Safeguarding your Online Privacy

At the end of 2019 I renewed a membership with an organization. The checkout form required that I enter my birthday. I though this was a bit odd – they do send out amazing birthday cards, but I was surprised it would be required. If I hadn’t waited until the end of the year to renew, I would have contacted the organization and ask why it was mandatory. So, I went ahead and entered it and finished the renewal process. Then to my horror I realized that it posted my birthday. PUBLICLY. Nononononono and NO. This is never acceptable to be do this without giving the users an opt out or some other privacy setting. Even Facebook lets users control who, if anyone can see their birthday. I am a bit of a stickler for online privacy, but I thought this would have been a no brainer. I was wrong.

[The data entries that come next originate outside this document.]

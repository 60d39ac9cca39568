use std::sync::Arc;

use async_trait::async_trait;
use bytes::Bytes;
use webrtc::api::interceptor_registry::register_default_interceptors;
use webrtc::api::media_engine::MediaEngine;
use webrtc::api::setting_engine::SettingEngine;
use webrtc::api::{API, APIBuilder};
use webrtc::data_channel::RTCDataChannel;
use webrtc::data_channel::data_channel_init::RTCDataChannelInit;
use webrtc::data_channel::data_channel_message::DataChannelMessage;
use webrtc::ice_transport::ice_candidate::{RTCIceCandidate, RTCIceCandidateInit};
use webrtc::ice_transport::ice_connection_state::RTCIceConnectionState;
use webrtc::interceptor::registry::Registry;
use webrtc::peer_connection::RTCPeerConnection;
use webrtc::peer_connection::configuration::RTCConfiguration;
use webrtc::peer_connection::peer_connection_state::RTCPeerConnectionState;
use webrtc::peer_connection::sdp::sdp_type::RTCSdpType;
use webrtc::peer_connection::sdp::session_description::RTCSessionDescription;

use super::{ChannelError, EngineError, NegotiationEngine, SubChannel};
use crate::session::events::SessionEvents;
use crate::signaling::codec::{DescriptionKind, NegotiationDescription};
use crate::signaling::relay::RelayedCandidate;

pub mod config;
pub mod vnet;

pub use config::{IceTimeouts, WebRtcConfig, WebRtcConfigBuilder};
pub use vnet::VirtualLan;

const TRACE_TARGET: &str = "beach_paste::transport::webrtc";

fn build_api(setting: SettingEngine) -> Result<API, EngineError> {
    let mut media_engine = MediaEngine::default();
    media_engine
        .register_default_codecs()
        .map_err(to_setup_error)?;

    let mut registry = Registry::new();
    registry =
        register_default_interceptors(registry, &mut media_engine).map_err(to_setup_error)?;

    Ok(APIBuilder::new()
        .with_setting_engine(setting)
        .with_media_engine(media_engine)
        .with_interceptor_registry(registry)
        .build())
}

pub(crate) fn to_setup_error<E: std::fmt::Display>(err: E) -> EngineError {
    EngineError::Setup(err.to_string())
}

/// [`NegotiationEngine`] backed by a webrtc-rs peer connection.
///
/// Engine callbacks are forwarded to the [`SessionEvents`] the engine was
/// built with; none of them call back into the peer connection.
pub struct WebRtcEngine {
    pc: Arc<RTCPeerConnection>,
    events: Arc<SessionEvents>,
    ordered: bool,
}

impl WebRtcEngine {
    pub async fn new(config: WebRtcConfig, events: Arc<SessionEvents>) -> Result<Self, EngineError> {
        let WebRtcConfig {
            ice_servers,
            ordered,
            ice_timeouts,
            vnet,
        } = config;

        let mut setting = SettingEngine::default();
        setting.set_ice_timeouts(
            Some(ice_timeouts.disconnected),
            Some(ice_timeouts.failed),
            Some(ice_timeouts.keepalive),
        );
        if let Some(net) = vnet {
            setting.set_vnet(Some(net));
        }
        let api = build_api(setting)?;

        tracing::trace!(target = TRACE_TARGET, await = "api.new_peer_connection", state = "start");
        let pc_result = api
            .new_peer_connection(RTCConfiguration {
                ice_servers,
                ..Default::default()
            })
            .await;
        tracing::trace!(
            target = TRACE_TARGET,
            await = "api.new_peer_connection",
            state = "end",
            ok = pc_result.is_ok()
        );
        let pc = Arc::new(pc_result.map_err(to_setup_error)?);

        register_peer_handlers(&pc, &events);
        Ok(Self {
            pc,
            events,
            ordered,
        })
    }
}

fn register_peer_handlers(pc: &Arc<RTCPeerConnection>, events: &Arc<SessionEvents>) {
    let candidate_events = Arc::clone(events);
    pc.on_ice_candidate(Box::new(move |candidate: Option<RTCIceCandidate>| {
        let events = Arc::clone(&candidate_events);
        Box::pin(async move {
            match candidate {
                Some(candidate) => match candidate.to_json() {
                    Ok(init) => {
                        events
                            .on_local_candidate(Some(relayed_from_init(init)))
                            .await
                    }
                    Err(err) => {
                        tracing::warn!(target = "webrtc", error = %err, "failed to serialize local candidate")
                    }
                },
                None => events.on_local_candidate(None).await,
            }
        })
    }));

    let state_events = Arc::clone(events);
    pc.on_ice_connection_state_change(Box::new(move |state: RTCIceConnectionState| {
        state_events.on_connection_state(&state);
        Box::pin(async {})
    }));

    pc.on_peer_connection_state_change(Box::new(move |state: RTCPeerConnectionState| {
        tracing::debug!(target = "webrtc", state = %state, "peer connection state changed");
        Box::pin(async {})
    }));

    let channel_events = Arc::clone(events);
    pc.on_data_channel(Box::new(move |dc: Arc<RTCDataChannel>| {
        let events = Arc::clone(&channel_events);
        Box::pin(async move {
            tracing::debug!(target = "webrtc", label = dc.label(), "remote announced sub-channel");
            attach_channel_handlers(dc, events);
        })
    }));
}

fn attach_channel_handlers(dc: Arc<RTCDataChannel>, events: Arc<SessionEvents>) {
    let label = dc.label().to_string();

    let open_events = Arc::clone(&events);
    let open_dc = Arc::clone(&dc);
    dc.on_open(Box::new(move || {
        let events = Arc::clone(&open_events);
        let dc = Arc::clone(&open_dc);
        Box::pin(async move {
            events.on_channel_open(Arc::new(WebRtcChannel::new(dc)));
        })
    }));

    let message_events = Arc::clone(&events);
    let message_label = label.clone();
    dc.on_message(Box::new(move |msg: DataChannelMessage| {
        let events = Arc::clone(&message_events);
        let label = message_label.clone();
        Box::pin(async move {
            events.on_channel_message(&label, msg.data).await;
        })
    }));

    let error_label = label.clone();
    dc.on_error(Box::new(move |err| {
        let label = error_label.clone();
        Box::pin(async move {
            tracing::warn!(target = "webrtc", label = %label, error = %err, "sub-channel error");
        })
    }));

    dc.on_close(Box::new(move || {
        let events = Arc::clone(&events);
        let label = label.clone();
        Box::pin(async move {
            events.on_channel_close(&label);
        })
    }));
}

struct WebRtcChannel {
    label: String,
    dc: Arc<RTCDataChannel>,
}

impl WebRtcChannel {
    fn new(dc: Arc<RTCDataChannel>) -> Self {
        Self {
            label: dc.label().to_string(),
            dc,
        }
    }
}

#[async_trait]
impl SubChannel for WebRtcChannel {
    fn label(&self) -> &str {
        &self.label
    }

    async fn send(&self, payload: Bytes) -> Result<(), ChannelError> {
        let len = payload.len();
        self.dc
            .send(&payload)
            .await
            .map_err(|err| ChannelError::Send {
                label: self.label.clone(),
                reason: err.to_string(),
            })?;
        tracing::trace!(target = "webrtc", label = %self.label, len, "sent on sub-channel");
        Ok(())
    }

    async fn close(&self) -> Result<(), ChannelError> {
        self.dc
            .close()
            .await
            .map_err(|err| ChannelError::Send {
                label: self.label.clone(),
                reason: err.to_string(),
            })
    }
}

#[async_trait]
impl NegotiationEngine for WebRtcEngine {
    async fn create_offer(&self) -> Result<NegotiationDescription, EngineError> {
        let offer = self
            .pc
            .create_offer(None)
            .await
            .map_err(|err| EngineError::description("create_offer", err))?;
        description_from_rtc(offer.sdp_type, offer.sdp)
    }

    async fn create_answer(&self) -> Result<NegotiationDescription, EngineError> {
        let answer = self
            .pc
            .create_answer(None)
            .await
            .map_err(|err| EngineError::description("create_answer", err))?;
        description_from_rtc(answer.sdp_type, answer.sdp)
    }

    async fn set_local_description(
        &self,
        description: NegotiationDescription,
    ) -> Result<(), EngineError> {
        let rtc = description_to_rtc(description)?;
        self.pc
            .set_local_description(rtc)
            .await
            .map_err(|err| EngineError::description("set_local_description", err))
    }

    async fn set_remote_description(
        &self,
        description: NegotiationDescription,
    ) -> Result<(), EngineError> {
        let rtc = description_to_rtc(description)?;
        self.pc
            .set_remote_description(rtc)
            .await
            .map_err(|err| EngineError::description("set_remote_description", err))
    }

    async fn local_description(&self) -> Option<NegotiationDescription> {
        let local = self.pc.local_description().await?;
        match description_from_rtc(local.sdp_type, local.sdp) {
            Ok(description) => Some(description),
            Err(err) => {
                tracing::warn!(target = "webrtc", error = %err, "unusable local description");
                None
            }
        }
    }

    async fn open_channel(&self, label: &str) -> Result<Arc<dyn SubChannel>, EngineError> {
        let init = RTCDataChannelInit {
            ordered: Some(self.ordered),
            ..Default::default()
        };
        tracing::trace!(target = TRACE_TARGET, label, await = "pc.create_data_channel", state = "start");
        let dc = self
            .pc
            .create_data_channel(label, Some(init))
            .await
            .map_err(|err| EngineError::Channel {
                label: label.to_string(),
                reason: err.to_string(),
            })?;
        tracing::trace!(target = TRACE_TARGET, label, await = "pc.create_data_channel", state = "end");

        attach_channel_handlers(Arc::clone(&dc), Arc::clone(&self.events));
        Ok(Arc::new(WebRtcChannel::new(dc)))
    }

    async fn add_remote_candidate(&self, candidate: RelayedCandidate) -> Result<(), EngineError> {
        let init = RTCIceCandidateInit {
            candidate: candidate.candidate,
            sdp_mid: candidate.sdp_mid,
            sdp_mline_index: candidate.sdp_mline_index,
            username_fragment: candidate.username_fragment,
        };
        self.pc
            .add_ice_candidate(init)
            .await
            .map_err(|err| EngineError::Candidate(err.to_string()))
    }

    async fn close(&self) -> Result<(), EngineError> {
        self.pc
            .close()
            .await
            .map_err(|err| EngineError::Close(err.to_string()))
    }
}

fn relayed_from_init(init: RTCIceCandidateInit) -> RelayedCandidate {
    RelayedCandidate {
        candidate: init.candidate,
        sdp_mid: init.sdp_mid,
        sdp_mline_index: init.sdp_mline_index,
        username_fragment: init.username_fragment,
    }
}

fn description_to_rtc(
    description: NegotiationDescription,
) -> Result<RTCSessionDescription, EngineError> {
    let parsed = match description.kind {
        DescriptionKind::Offer => RTCSessionDescription::offer(description.sdp),
        DescriptionKind::Answer => RTCSessionDescription::answer(description.sdp),
    };
    parsed.map_err(|err| EngineError::description("parse session description", err))
}

fn description_from_rtc(
    sdp_type: RTCSdpType,
    sdp: String,
) -> Result<NegotiationDescription, EngineError> {
    match sdp_type {
        RTCSdpType::Offer => Ok(NegotiationDescription::offer(sdp)),
        RTCSdpType::Answer => Ok(NegotiationDescription::answer(sdp)),
        other => Err(EngineError::description(
            "read session description",
            format!("unsupported description type {other}"),
        )),
    }
}

#[cfg(test)]
mod tests {
    use super::*;

    #[test]
    fn candidate_init_maps_field_for_field() {
        let init = RTCIceCandidateInit {
            candidate: "candidate:1 1 udp 2130706431 10.0.0.2 5000 typ host".to_string(),
            sdp_mid: Some("0".to_string()),
            sdp_mline_index: Some(0),
            username_fragment: Some("ufrag".to_string()),
        };
        let relayed = relayed_from_init(init);
        assert_eq!(relayed.sdp_mid.as_deref(), Some("0"));
        assert_eq!(relayed.sdp_mline_index, Some(0));
        assert_eq!(relayed.username_fragment.as_deref(), Some("ufrag"));
    }

    #[test]
    fn pranswer_is_not_exported() {
        let err = description_from_rtc(RTCSdpType::Pranswer, "v=0\r\n".to_string())
            .expect_err("pranswer has no wire kind");
        assert!(err.to_string().contains("unsupported description type"));

        let offer = description_from_rtc(RTCSdpType::Offer, "v=0\r\n".to_string())
            .expect("offers map across");
        assert_eq!(offer.kind, DescriptionKind::Offer);
        assert_eq!(offer.sdp, "v=0\r\n");
    }
}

Needless to say I was not happy, and sent an email asking for the immediate removal of that information. Several days later it was. Upon doing a bit more research, it seems they added publicly displaying birthdays quite some time ago. With no notice, no means to opt out. Nothing. Just hey, lets publicly show people’s private info that we don’t really need anyway. Birthdays are one of the key data points to identity theft. What really disturbs me is it is now almost 2 weeks later and no disclosure has come to the membership about the gaff, and what they did to prevent it happening again. I am a bit of stickler when it comes to online privacy, not only because I have been the victim of identity theft, but also on the flip side, being upfront about mistakes with your customers is the right thing to do. In some cases it’s a legal requirement, but at the very least it’s a moral one.

Who would you trust more – a company that contacted you within hours of a discovered breach and were upfront about what happened, and how they fixed it, or a company that tries to sweep it under the rug and hope no one ever finds out? Let’s take Yahoo as an example. While their reputation has been going down for years, then waited YEARS before taking the trouble to mention that over 1 BILLION accounts had been compromised. Then after they were sold it was discovered that the actual number was around 3 BILLION. Would you ever trust Yahoo again? I admit I cringe when I see a Yahoo email account.

It’s deleted, so all is good now right?

Well, no unfortunately. The birthdays are still available on cached pages. And I don’t know if the information was scraped from the organization’s pages when it was live. A definitive answer would be difficult to say, but analytics could shed some insight on this. While my example was a small local organization, that doesn’t make it safe from web weasels looking for security and data holes. I have confidence in the security of this site in general, I suspect the disclosure of the birthdays was a user error who didn’t understand that it’s just not ok to publicly post private information like that.

Does this fall under CCPA or GDPR?

No, the organization in question is too small to fall under CCPA, California’s Consumer Protection Act or GDPR, the European Union’s Privacy Regulation as they are not doing business in the EU. But both legislation offer key insight into a practical and ethical way of handling consumer data. Despite all of the hoopla about both, they are actually very straightforward. Most of the points in both legislation reduce to one of these three points:

• Disclose what info you collect
• Disclose what you’ll do with the data
• Indicate how you’ll protect that data

Moral of the Story

First – I should have trusted my gut and questioned why my birthday was required.

Second – and a lesson to other businesses and organizations, only collect the information you actually need to conduct business. Entering birthday’s should be optional and should be made clear why that is needed and who has access to it.

Third – when something like this is discovered whether the info was shared out of ignorance, error, or from being hacked, let your customers know. As soon as possible.